De nombreuses augmentations sont affichées ; elles sont le corollaire de la mise en oeuvre de la loi du 23 mars 2019 de programmation 2018-2022 et de réforme pour la justice. Finalement, rien de plus normal que de donner des moyens à une ambition ; l'inverse vous aurait été reproché. De quoi faut-il se réjouir prioritairement ? Tout comme vous, je soutiens les évolutions majeures dans la politique des peines, qui encourage les peines alternatives à l'enfermement et limite les peines privatives de liberté de courte durée, qui sont les plus désocialisantes. Je soutiens également les orientations relatives à la justice de proximité, notamment le recours aux délégués du procureur, que vous prévoyez d'accélérer l'année prochaine.

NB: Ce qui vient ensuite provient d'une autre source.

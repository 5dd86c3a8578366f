use anyhow::{Context, Result, bail};
use chrono::Utc;

use gold_assay::store::{LedgerRecord, Operation};
use gold_assay::{
    project_value, resolve_purity, specimen_from_buoyancy, stone_carats_to_grams, MassUnit,
};

use crate::cli::AssayArgs;
use crate::display::{print_note, print_purity_report, Context as DisplayContext};
use crate::files;

pub fn run_assay(args: AssayArgs, ctx: DisplayContext) -> Result<()> {
    if !(args.stone_carats >= 0.0) {
        bail!(
            "Stone weight must be zero or positive (got {} ct)",
            args.stone_carats
        );
    }

    let unit = MassUnit::from(args.unit);
    let stone_g = stone_carats_to_grams(args.stone_carats);
    let air_g = unit.to_grams(args.air) - stone_g;
    let water_g = unit.to_grams(args.water) - stone_g;

    let catalog = files::load_catalog(args.files.catalog.as_deref())?;
    let impurity = catalog.resolve(&args.metal)?.clone();

    let specimen =
        specimen_from_buoyancy(air_g, water_g, impurity).context("Hydrostatic weighing rejected")?;
    let result = resolve_purity(&specimen);

    let quote = files::load_price(&args.files.price_file)?.filter(|q| q.is_configured());
    let value = quote.as_ref().and_then(|q| {
        project_value(result.pure_gold_mass_g(), q.price_per_gram).map(|v| (v, q.price_per_gram))
    });

    print_purity_report(ctx, &specimen, &result, value);

    if let Some(purity) = result.conclusive() {
        let mut record = LedgerRecord::new(Operation::Assay, Utc::now());
        record.metal = Some(specimen.impurity.name.clone());
        record.input_g = Some(specimen.total_mass_g);
        record.density_g_cm3 = Some(specimen.density_g_cm3);
        record.purity_percent = Some(purity.purity_percent);
        record.karats = Some(purity.karats);
        record.fine_gold_g = Some(purity.pure_gold_mass_g);
        record.value = value.map(|(v, _)| v);

        files::append_ledger(&args.files.ledger, &record)?;
        print_note(ctx, &format!("Recorded in {}", args.files.ledger.display()));
    }

    Ok(())
}
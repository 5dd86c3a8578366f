use anyhow::Result;

use crate::cli::LogArgs;
use crate::display::{print_ledger_table, print_note, Context as DisplayContext};
use crate::files;

pub fn run_log(args: LogArgs, ctx: DisplayContext) -> Result<()> {
    let records = files::load_ledger(&args.files.ledger)?;

    if records.is_empty() {
        print_note(
            ctx,
            &format!("Ledger {} has no entries yet", args.files.ledger.display()),
        );
        return Ok(());
    }

    let start = records.len().saturating_sub(args.limit);
    print_ledger_table(ctx, &records[start..]);

    if records.len() > args.limit {
        print_note(
            ctx,
            &format!("Showing {} of {} entries", args.limit, records.len()),
        );
    }

    Ok(())
}
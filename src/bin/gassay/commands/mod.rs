mod alloy;
mod assay;
mod convert;
mod karats;
mod log;
mod metals;
mod portfolio;
mod price;
mod purity;
mod raise;
mod value;

use alloy::run_alloy;
use assay::run_assay;
use convert::run_convert;
use karats::run_karats;
use log::run_log;
use metals::run_metals;
use portfolio::run_portfolio;
use price::run_price;
use purity::run_purity;
use raise::run_raise;
use value::run_value;

use anyhow::Result;

use crate::cli::Command;
use crate::display::Context;

pub fn dispatch(command: Command, ctx: Context) -> Result<()> {
    match command {
        Command::Assay(args) => run_assay(args, ctx),
        Command::Purity(args) => run_purity(args, ctx),
        Command::Alloy(args) => run_alloy(args, ctx),
        Command::Raise(args) => run_raise(args, ctx),
        Command::Value(args) => run_value(args, ctx),
        Command::Portfolio(args) => run_portfolio(args, ctx),
        Command::Price(args) => run_price(args, ctx),
        Command::Metals(args) => run_metals(args, ctx),
        Command::Karats => run_karats(ctx),
        Command::Log(args) => run_log(args, ctx),
        Command::Convert(args) => run_convert(args, ctx),
    }
}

Ces mesures vont dans la bonne direction. Si la sanction peut apparaître réparatrice pour les victimes, elle ne garantit pas nécessairement l'absence de récidive. En revanche, sa menace est plus souvent dissuasive pour le primo-commettant, surtout s'agissant de faits mineurs.

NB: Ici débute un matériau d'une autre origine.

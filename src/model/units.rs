use std::fmt;
use std::str::FromStr;
use thiserror::Error;

/// Bulk density of pure (24-karat) gold in g/cm³.
pub const GOLD_DENSITY_G_CM3: f64 = 19.32;

/// Measurement slack applied on both sides of the plausible density interval.
pub const DENSITY_TOLERANCE_G_CM3: f64 = 0.05;

/// Full scale of the karat system (pure gold).
pub const MAX_KARATS: f64 = 24.0;

/// Rescale factor from mass purity in percent to karats (24 / 100).
pub const KARATS_PER_PURITY_PERCENT: f64 = 0.24;

/// Metric carat, the gemstone mass unit.
pub const GRAMS_PER_CARAT: f64 = 0.2;

#[derive(Debug, Clone, PartialEq, Eq, Error)]
#[error("unknown mass unit: '{0}'")]
pub struct ParseMassUnitError(String);

#[derive(Debug, Clone, Copy, PartialEq, Eq, Hash, Default)]
pub enum MassUnit {
    #[default]
    Gram,
    TroyOunce,
    Ounce,
    Pennyweight,
    Tola,
}

impl MassUnit {
    /// Conversion factor to grams. The troy ounce is exact by definition;
    /// the other factors are the conventional rounded trade values.
    pub fn grams_per_unit(&self) -> f64 {
        match self {
            MassUnit::Gram => 1.0,
            MassUnit::TroyOunce => 31.1034768,
            MassUnit::Ounce => 28.3495,
            MassUnit::Pennyweight => 1.55517,
            MassUnit::Tola => 11.6638,
        }
    }

    #[inline]
    pub fn to_grams(&self, value: f64) -> f64 {
        value * self.grams_per_unit()
    }

    #[inline]
    pub fn from_grams(&self, grams: f64) -> f64 {
        grams / self.grams_per_unit()
    }

    pub fn symbol(&self) -> &'static str {
        match self {
            MassUnit::Gram => "g",
            MassUnit::TroyOunce => "ozt",
            MassUnit::Ounce => "oz",
            MassUnit::Pennyweight => "dwt",
            MassUnit::Tola => "tola",
        }
    }

    pub const ALL: [MassUnit; 5] = [
        MassUnit::Gram,
        MassUnit::TroyOunce,
        MassUnit::Ounce,
        MassUnit::Pennyweight,
        MassUnit::Tola,
    ];
}

impl fmt::Display for MassUnit {
    fn fmt(&self, f: &mut fmt::Formatter<'_>) -> fmt::Result {
        f.write_str(self.symbol())
    }
}

impl FromStr for MassUnit {
    type Err = ParseMassUnitError;

    fn from_str(s: &str) -> Result<Self, Self::Err> {
        match s.to_lowercase().as_str() {
            "g" | "gram" | "grams" => Ok(MassUnit::Gram),
            "ozt" | "toz" | "troy" | "troy-ounce" | "troy_ounce" => Ok(MassUnit::TroyOunce),
            "oz" | "ounce" | "avdp" => Ok(MassUnit::Ounce),
            "dwt" | "pennyweight" => Ok(MassUnit::Pennyweight),
            "tola" | "tolas" => Ok(MassUnit::Tola),
            _ => Err(ParseMassUnitError(s.to_string())),
        }
    }
}

/// Gemstone mass from metric carats, for deducting set stones from a
/// weighed piece before any density work.
#[inline]
pub fn stone_carats_to_grams(carats: f64) -> f64 {
    carats * GRAMS_PER_CARAT
}

#[cfg(test)]
mod tests {
    use super::*;
    use std::str::FromStr;

    fn approx_eq(a: f64, b: f64, eps: f64) -> bool {
        (a - b).abs() <= eps
    }

    #[test]
    fn unit_from_str_aliases() {
        assert_eq!(MassUnit::from_str("g").unwrap(), MassUnit::Gram);
        assert_eq!(MassUnit::from_str("grams").unwrap(), MassUnit::Gram);
        assert_eq!(MassUnit::from_str("ozt").unwrap(), MassUnit::TroyOunce);
        assert_eq!(MassUnit::from_str("Troy").unwrap(), MassUnit::TroyOunce);
        assert_eq!(MassUnit::from_str("OZ").unwrap(), MassUnit::Ounce);
        assert_eq!(MassUnit::from_str("dwt").unwrap(), MassUnit::Pennyweight);
        assert_eq!(MassUnit::from_str("tola").unwrap(), MassUnit::Tola);
    }

    #[test]
    fn unit_from_str_invalid() {
        let err = MassUnit::from_str("stone").unwrap_err();
        assert_eq!(format!("{}", err), "unknown mass unit: 'stone'");
    }

    #[test]
    fn conversion_table() {
        assert!(approx_eq(MassUnit::TroyOunce.to_grams(1.0), 31.1034768, 1e-9));
        assert!(approx_eq(MassUnit::Ounce.to_grams(1.0), 28.3495, 1e-9));
        assert!(approx_eq(MassUnit::Pennyweight.to_grams(1.0), 1.55517, 1e-9));
        assert!(approx_eq(MassUnit::Tola.to_grams(1.0), 11.6638, 1e-9));
        assert!(approx_eq(MassUnit::Gram.to_grams(2.5), 2.5, 1e-12));
    }

    #[test]
    fn from_grams_inverts_to_grams() {
        for unit in MassUnit::ALL {
            let grams = unit.to_grams(3.7);
            assert!(approx_eq(unit.from_grams(grams), 3.7, 1e-12));
        }
    }

    #[test]
    fn twenty_pennyweight_is_one_troy_ounce() {
        assert!(approx_eq(
            MassUnit::Pennyweight.to_grams(20.0),
            MassUnit::TroyOunce.to_grams(1.0),
            1e-3
        ));
    }

    #[test]
    fn stone_carats() {
        assert!(approx_eq(stone_carats_to_grams(5.0), 1.0, 1e-12));
        assert!(approx_eq(stone_carats_to_grams(0.0), 0.0, 1e-12));
    }

    #[test]
    fn symbol_display() {
        assert_eq!(MassUnit::TroyOunce.to_string(), "ozt");
        assert_eq!(MassUnit::Gram.symbol(), "g");
    }

    #[test]
    fn karat_rescale_constant() {
        assert!(approx_eq(100.0 * KARATS_PER_PURITY_PERCENT, MAX_KARATS, 1e-12));
    }
}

S'agissant du programme relatif à la protection judiciaire de la jeunesse – un sujet auquel je suis particulièrement sensible – , le ministère a élaboré l'année dernière un plan stratégique national qui devait tenir compte de nombreuses évolutions : la réforme de l'ordonnance de 1945, la loi de programmation, la réforme de l'État et de ses administrations. Je remarque qu'il est parfois bien difficile pour un magistrat de prononcer la sanction appropriée à l'encontre d'un mineur compte tenu des places disponibles dans les structures d'accueil de la région. Ayant récemment visité un établissement pour mineurs, et présidant moi-même une structure du secteur associatif habilité qui gère deux centres éducatifs fermés, l'un dans le sud-ouest et l'autre dans le sud-est, je peux mesurer combien il est difficile de répondre convenablement aux attentes de la justice quand le placement d'un jeune n'est effectué que par défaut. C'est toute l'organisation du centre qui s'en trouve alors bouleversée, conduisant parfois à des jugements de valeur non justifiés sur ce type d'établissements – auxquels, personnellement, je crois. Parce que nous savons que c'est dans les prisons que s'écrivent les malheurs de demain, nous devons porter la plus grande attention à la situation des mineurs délinquants et leur éviter de telles issues.

Je sais, monsieur le ministre, que vous avez fait de la réduction de la population carcérale une priorité de votre politique. Je vous approuve sur ce point – même si cette volonté m'a toujours paru entrer en contradiction avec la construction de nouvelles places de prisons. On peut observer, dans les prisons françaises et plus particulièrement dans les maisons d'arrêt, des situations insupportables, pour les détenus comme pour les personnels pénitentiaires. La mise en oeuvre du programme immobilier pénitentiaire en outre-mer, auquel priorité a été donnée, est une urgence pour la dignité des personnes détenues. Il en va de même pour les structures d'accompagnement vers la sortie, qui sont indispensables pour préparer la réinsertion. Encore faut-il cependant que les juges d'application des peines en mesurent l'importance, ce qui n'est malheureusement pas toujours le cas.

Vous constaterez, monsieur le ministre, que les remarques du groupe Libertés et territoires ne sont pas uniquement d'ordre budgétaire. Elles portent aussi sur le sens qu'il nous faut donner à la justice. Cela étant, l'appréciation que je porte sur les crédits de cette mission est positive et je formule le voeu, en guise de conclusion, que les autorisations d'engagement soient très vite traduites en crédits de paiement.